6 thoughts on “Inefficient GreaseMonkey Scripts

  1. Many extensions modify the page DOM for linkification or altering links, Adblock removes content, Firefox itself inserts spans for highlighting search results. I think you’re right that these are fairly common cases.

    What I’d really, really like to see is an API that allows us to declare content replacements up front, such that as a page loads, things like ad removal can be achieved by replacement rather than brute-force removal, and so that linkification can happen before user ever sees the unlinkified content.

    I’m not sure if Adblock would get any real benefits from this, but Greasemonkey and associated scripts certainly would (not waiting for load to fire or having to deal with collections of nodes would certainly make my day better next time I write a script).

  2. I had the same symptoms on both trunk & branch which I tracked down to the Text_size_defaulter_dammit script.

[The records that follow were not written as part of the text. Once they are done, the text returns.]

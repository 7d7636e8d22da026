//! Per-series change and trend analyses over a dataset.
//!
//! Rows are split into series by their identity columns (everything that
//! names the flow except the year). Each series is processed independently
//! on a rayon pool; results keep the ascending order of the series keys.

use crate::change::{
    change_cells, missing_years, ChangeWindow, YearlyValues, CHANGE_COLUMNS, FILL_COLUMNS,
};
use crate::segmented::{fit_series, SeriesFit};
use biotrade_core::config::{ChangeConfig, SegmentedConfig};
use biotrade_core::{columns, Anomaly, Config, Dataset, Error, Group, Outcome, Result, Value};
use rayon::prelude::*;
use rayon::{ThreadPool, ThreadPoolBuilder};
use std::cmp::Ordering;
use std::collections::HashMap;
use std::time::{Duration, Instant};
use tracing::{debug, warn};

/// Columns appended by the segmented regression.
pub const SEGMENTED_COLUMNS: [&str; 15] = [
    "slope",
    "intercept",
    "rsquared",
    "pvalue",
    "stderr_slope",
    "stderr_intercept",
    columns::YEAR_RANGE_LOWER,
    columns::YEAR_RANGE_UPPER,
    "mk_trend",
    "mk_ha_test",
    "mk_pvalue",
    "mk_slope",
    "mk_intercept",
    "obj_function",
    "significance_level",
];

/// How rows are split into time series.
#[derive(Debug, Clone, PartialEq, Eq)]
pub struct SeriesSpec {
    /// Identity columns of a series.
    pub index: Vec<String>,
    /// Column holding the observations.
    pub value_column: String,
}

impl SeriesSpec {
    pub fn new<S: Into<String>>(index: Vec<S>, value_column: impl Into<String>) -> Self {
        Self {
            index: index.into_iter().map(Into::into).collect(),
            value_column: value_column.into(),
        }
    }

    /// Natural identity and value columns of a trade or production dataset.
    ///
    /// `reporter`, `product_code` and `unit` always take part; `source`,
    /// `partner`, `element` and `flow` join when present and `unit_code`
    /// replaces `unit` when present. The value column is `value`, falling
    /// back to `net_weight`.
    pub fn infer(dataset: &Dataset) -> Result<Self> {
        let mut index = Vec::new();
        for (column, required) in [
            (columns::SOURCE, false),
            (columns::REPORTER, true),
            (columns::PARTNER, false),
            (columns::PRODUCT_CODE, true),
            (columns::ELEMENT, false),
            (columns::FLOW, false),
        ] {
            if required || dataset.has_column(column) {
                index.push(column.to_string());
            }
        }
        if dataset.has_column(columns::UNIT_CODE) {
            index.push(columns::UNIT_CODE.to_string());
        } else {
            index.push(columns::UNIT.to_string());
        }

        let value_column = [columns::VALUE, columns::NET_WEIGHT]
            .into_iter()
            .find(|c| dataset.has_column(c))
            .ok_or_else(|| {
                Error::invalid_argument("no value column: expected 'value' or 'net_weight'")
            })?;
        Ok(Self::new(index, value_column))
    }

    fn index_refs(&self) -> Vec<&str> {
        self.index.iter().map(String::as_str).collect()
    }
}

/// Runs the change and segmented regression analyses.
pub struct TrendEngine {
    change: ChangeConfig,
    segmented: SegmentedConfig,
    pool: ThreadPool,
}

  3. > although I wouldn’t like to guess at which part takes the lion’s share.

    Why guess when you can profile?

    Running Postcode Linkify on http://lxr.mozilla.org/seamonkey/source/layout/base/nsCSSFrameConstructor.cpp gives the following results:

    About 60% of the time is spent under nsXPathEvaluator::Evaluate
    About 15% of the time is spent JS-wrapping the C++ objects
    About 4% of the time is spent testing regular expressions

    In this case, the XPath query returns 35165 textnodes, by the way. So it’s not like we’re not running the regexp a lot of times. We are.

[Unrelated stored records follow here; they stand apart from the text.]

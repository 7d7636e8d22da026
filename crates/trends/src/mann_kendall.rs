//! Mann-Kendall monotonic trend test with Sen's slope.

use statrs::distribution::{ContinuousCDF, Normal};
use std::fmt;

/// Direction reported by the test.
#[derive(Debug, Clone, Copy, PartialEq, Eq)]
pub enum Trend {
    Increasing,
    Decreasing,
    NoTrend,
}

impl Trend {
    pub fn as_str(self) -> &'static str {
        match self {
            Trend::Increasing => "increasing",
            Trend::Decreasing => "decreasing",
            Trend::NoTrend => "no trend",
        }
    }
}

impl fmt::Display for Trend {
    fn fmt(&self, f: &mut fmt::Formatter<'_>) -> fmt::Result {
        f.write_str(self.as_str())
    }
}

/// Test outcome.
#[derive(Debug, Clone, Copy, PartialEq)]
pub struct MannKendall {
    pub trend: Trend,
    /// Whether the no-trend hypothesis is rejected at the given level.
    pub h: bool,
    pub p: f64,
    pub z: f64,
    pub s: f64,
    pub var_s: f64,
    /// Sen's slope per observation step.
    pub slope: f64,
    /// Intercept matching `slope` with observation index as abscissa.
    pub intercept: f64,
}

fn median(values: &mut [f64]) -> f64 {
    values.sort_by(f64::total_cmp);
    let n = values.len();
    if n % 2 == 1 {
        values[n / 2]
    } else {
        (values[n / 2 - 1] + values[n / 2]) / 2.0
    }
}

/// Median of a sample. `None` when empty.
pub fn median_of(values: &[f64]) -> Option<f64> {
    if values.is_empty() {
        return None;
    }
    let mut v = values.to_vec();
    Some(median(&mut v))
}

/// Sen's slope and intercept, with the observation index as abscissa.
pub fn sens_slope(y: &[f64]) -> Option<(f64, f64)> {
    let n = y.len();
    if n < 2 {
        return None;
    }
    let mut slopes = Vec::with_capacity(n * (n - 1) / 2);
    for j in 1..n {
        for k in 0..j {
            slopes.push((y[j] - y[k]) / (j - k) as f64);
        }
    }
    let slope = median(&mut slopes);
    let mut ys = y.to_vec();
    let mid_index = (n - 1) as f64 / 2.0;
    Some((slope, median(&mut ys) - mid_index * slope))
}

/// Original (non-seasonal, no autocorrelation correction) test.
///
/// Returns `None` for fewer than two observations or an `alpha` outside
/// `(0, 1)`.
pub fn original_test(y: &[f64], alpha: f64) -> Option<MannKendall> {
    let n = y.len();
    if n < 2 || !(alpha > 0.0 && alpha < 1.0) {
        return None;
    }

    let mut s = 0.0;
    for k in 0..n - 1 {
        for j in k + 1..n {
            s += match y[j].partial_cmp(&y[k]) {
                Some(std::cmp::Ordering::Greater) => 1.0,
                Some(std::cmp::Ordering::Less) => -1.0,
                _ => 0.0,
            };
        }
    }

    // Tie-corrected variance.
    let mut sorted = y.to_vec();
    sorted.sort_by(f64::total_cmp);
    let mut ties = 0.0;
    let mut i = 0;
    while i < n {
        let mut j = i + 1;
        while j < n && sorted[j] == sorted[i] {
            j += 1;
        }
        let t = (j - i) as f64;
        ties += t * (t - 1.0) * (2.0 * t + 5.0);
        i = j;
    }
    let nf = n as f64;
    let var_s = (nf * (nf - 1.0) * (2.0 * nf + 5.0) - ties) / 18.0;

    let z = if s > 0.0 && var_s > 0.0 {
        (s - 1.0) / var_s.sqrt()
    } else if s < 0.0 && var_s > 0.0 {
        (s + 1.0) / var_s.sqrt()
    } else {
        0.0
    };

    let normal = Normal::new(0.0, 1.0).ok()?;
    let p = 2.0 * (1.0 - normal.cdf(z.abs()));
    let h = z.abs() > normal.inverse_cdf(1.0 - alpha / 2.0);
    let trend = match (h, z) {
        (true, z) if z < 0.0 => Trend::Decreasing,
        (true, z) if z > 0.0 => Trend::Increasing,
        _ => Trend::NoTrend,
    };
    let (slope, intercept) = sens_slope(y)?;

    Some(MannKendall {
        trend,
        h,
        p,
        z,
        s,
        var_s,
        slope,
        intercept,
    })
}

#[cfg(test)]
mod tests {
    use super::*;
    use approx::assert_relative_eq;

    #[test]
    fn test_strictly_increasing() {
        let y: Vec<f64> = (0..10).map(|i| 2.0 * i as f64 + 1.0).collect();
        let mk = original_test(&y, 0.05).unwrap();
        assert_eq!(mk.s, 45.0);
        assert_relative_eq!(mk.var_s, 10.0 * 9.0 * 25.0 / 18.0);
        assert_relative_eq!(mk.z, 44.0 / mk.var_s.sqrt());
        assert!(mk.h);
        assert_eq!(mk.trend, Trend::Increasing);
        assert!(mk.p < 0.001);
        assert_relative_eq!(mk.slope, 2.0);
        assert_relative_eq!(mk.intercept, 1.0);
    }

    #[test]
    fn test_decreasing_with_ties() {
        let y = [5.0, 5.0, 4.0, 3.0, 3.0, 2.0, 1.0];
        let mk = original_test(&y, 0.05).unwrap();
        assert!(mk.s < 0.0);
        // two tie groups of size two: 2 * (2 * 1 * 9)
        let expected = (7.0 * 6.0 * 19.0 - 36.0) / 18.0;
        assert_relative_eq!(mk.var_s, expected);
        assert_eq!(mk.trend, Trend::Decreasing);
        assert_eq!(mk.trend.to_string(), "decreasing");
    }

    #[test]
    fn test_constant_series_has_no_trend() {
        let mk = original_test(&[3.0; 8], 0.05).unwrap();
        assert_eq!(mk.s, 0.0);
        assert_eq!(mk.z, 0.0);
        assert!(!mk.h);
        assert_relative_eq!(mk.p, 1.0);
        assert_eq!(mk.trend, Trend::NoTrend);
    }

    #[test]
    fn test_rejects_short_series_and_bad_alpha() {
        assert!(original_test(&[1.0], 0.05).is_none());
        assert!(original_test(&[1.0, 2.0, 3.0], 1.5).is_none());
        assert_eq!(median_of(&[3.0, 1.0, 2.0, 10.0]), Some(2.5));
        assert_eq!(median_of(&[]), None);
    }
}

    In this case, no modification is happening, because there are in fact no postcodes in this file. I would suspect that unless you have a file with commonly occuring postcodes the modification parts would be cheap anyway.

    > Is there a way of providing this type of full-text search and modify function
    > which has acceptable performance?

    “Full text search” is easier than “full-text search but only inside these nodes” kinda stuff like the postcode script is doing… For example, just doing the “//text()” XPath on the same file instead of conditioning on the parent reduces the runtime of the XPath expression by a factor of 30 (not 30%, but 30 _times_). It returns twice as many text nodes, so the time taken for JS-wrapping is doubled, as is the time to evaluate the regexp, so the overall runtime is only reduced by 30% or so.

    Moving all the testing into C++ so there’s never any JS involved would of course be faster, as would making JS and XPConnect faster in general. See also moz2.

  4. Jesse: as usual, you rock. I’ve converted both the Bible and Postcode scripts to be AutoLink filters. You should promote this script more :-)

    Boris: Thanks for doing that! Is there a doc on wikimo or somewhere detailing how to do such profiling?

  5. I wonder how fast the following xpath would be:

    “(” + allowedParents.join(“|”) + “)/text()”

    We’re optimizing some stupid constructs out, like “bar//foo” (which is equivalent to “bar/descendant::foo”), but I don’t think that we’re able to find silly parent:: axes uses.